Where in the records does the word "lock" occur? Copy each line in which it does.

DATA SHOWN:
»»

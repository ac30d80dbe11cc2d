//! Mock port implementations for testing
//!
//! Provides in-memory mocks for the session repository and gateway ports,
//! enabling deterministic tests without database or network dependencies.

use std::sync::Arc;

use async_trait::async_trait;
use chrono::{DateTime, Utc};
use parking_lot::Mutex;
use pomora_core::{SessionGateway, SessionRepository};
use pomora_domain::{
    NewSession, PomoraError, Result as DomainResult, Session, SessionPatch, UserId,
};

/// In-memory mock for `SessionRepository`.
///
/// Stores sessions in insertion order and applies the same ownership
/// scoping the real store does.
#[derive(Default, Clone)]
pub struct MockSessionRepository {
    sessions: Arc<Mutex<Vec<Session>>>,
}

impl MockSessionRepository {
    pub fn new() -> Self {
        Self::default()
    }

    /// Seed the mock with an existing session row.
    pub fn with_session(self, session: Session) -> Self {
        self.sessions.lock().push(session);
        self
    }

    /// All stored rows, for assertions.
    pub fn rows(&self) -> Vec<Session> {
        self.sessions.lock().clone()
    }
}

#[async_trait]
impl SessionRepository for MockSessionRepository {
    async fn create(&self, user: &UserId, session: NewSession) -> DomainResult<Session> {
        let stored = Session {
            id: uuid::Uuid::new_v4().to_string(),
            user_id: user.clone(),
            kind: session.kind,
            started_at: session.started_at,
            ended_at: None,
            duration_secs: session.duration_secs,
            completed: session.completed,
            extra_secs: 0,
            pause_count: session.pause_count,
            paused_secs: session.paused_secs,
        };
        self.sessions.lock().push(stored.clone());
        Ok(stored)
    }

    async fn finalize(
        &self,
        user: &UserId,
        id: &str,
        patch: SessionPatch,
    ) -> DomainResult<Session> {
        let mut sessions = self.sessions.lock();
        let session = sessions
            .iter_mut()
            .find(|s| s.id == id && &s.user_id == user)
            .ok_or_else(|| PomoraError::NotFound(format!("session not found: {id}")))?;

        session.completed = patch.completed;
        session.ended_at = Some(patch.ended_at);
        session.extra_secs = patch.extra_secs;
        session.pause_count = patch.pause_count;
        session.paused_secs = patch.paused_secs;
        Ok(session.clone())
    }

    async fn find_by_id(&self, user: &UserId, id: &str) -> DomainResult<Option<Session>> {
        Ok(self
            .sessions
            .lock()
            .iter()
            .find(|s| s.id == id && &s.user_id == user)
            .cloned())
    }

    async fn find_started_since(
        &self,
        user: &UserId,
        since: DateTime<Utc>,
    ) -> DomainResult<Vec<Session>> {
        let mut rows: Vec<Session> = self
            .sessions
            .lock()
            .iter()
            .filter(|s| &s.user_id == user && s.started_at >= since)
            .cloned()
            .collect();
        rows.sort_by(|a, b| b.started_at.cmp(&a.started_at));
        Ok(rows)
    }
}

/// Failure injected into [`MockSessionGateway`].
#[derive(Debug, Clone, Copy, PartialEq, Eq)]
pub enum GatewayFailure {
    /// Reject every call as unauthenticated.
    Auth,
    /// Fail every call with a transient network error.
    Network,
}

/// In-memory mock for the timer's `SessionGateway` port.
///
/// Backed by a [`MockSessionRepository`] under a fixed test user, with an
/// optional injected failure mode.
#[derive(Clone)]
pub struct MockSessionGateway {
    repository: MockSessionRepository,
    user: UserId,
    failure: Arc<Mutex<Option<GatewayFailure>>>,
}

impl MockSessionGateway {
    pub fn new() -> Self {
        Self {
            repository: MockSessionRepository::new(),
            user: UserId::from("test-user"),
            failure: Arc::new(Mutex::new(None)),
        }
    }

    /// Inject or clear a failure mode for subsequent calls.
    pub fn fail_with(&self, failure: Option<GatewayFailure>) {
        *self.failure.lock() = failure;
    }

    /// All rows the gateway persisted, for assertions.
    pub fn rows(&self) -> Vec<Session> {
        self.repository.rows()
    }

    fn check_failure(&self) -> DomainResult<()> {
        match *self.failure.lock() {
            Some(GatewayFailure::Auth) => {
                Err(PomoraError::Auth("missing credentials".to_string()))
            }
            Some(GatewayFailure::Network) => {
                Err(PomoraError::Network("connection refused".to_string()))
            }
            None => Ok(()),
        }
    }
}

impl Default for MockSessionGateway {
    fn default() -> Self {
        Self::new()
    }
}

#[async_trait]
impl SessionGateway for MockSessionGateway {
    async fn create_session(&self, session: NewSession) -> DomainResult<Session> {
        self.check_failure()?;
        self.repository.create(&self.user, session).await
    }

    async fn finalize_session(&self, id: &str, patch: SessionPatch) -> DomainResult<Session> {
        self.check_failure()?;
        self.repository.finalize(&self.user, id, patch).await
    }
}

/// Build a finalized session row for aggregation-oriented tests.
pub fn finished_session(
    user: &UserId,
    kind: pomora_domain::SessionKind,
    started_at: DateTime<Utc>,
    duration_secs: i64,
    completed: bool,
) -> Session {
    Session {
        id: uuid::Uuid::new_v4().to_string(),
        user_id: user.clone(),
        kind,
        started_at,
        ended_at: Some(started_at + chrono::Duration::seconds(duration_secs)),
        duration_secs,
        completed,
        extra_secs: 0,
        pause_count: 0,
        paused_secs: 0,
    }
}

««

ANSWER TO THIS TASK:
        self.sessions.lock().push(session);
        self.sessions.lock().clone()
        self.sessions.lock().push(stored.clone());
        let mut sessions = self.sessions.lock();
            .lock()
            .lock()
        *self.failure.lock() = failure;
        match *self.failure.lock() {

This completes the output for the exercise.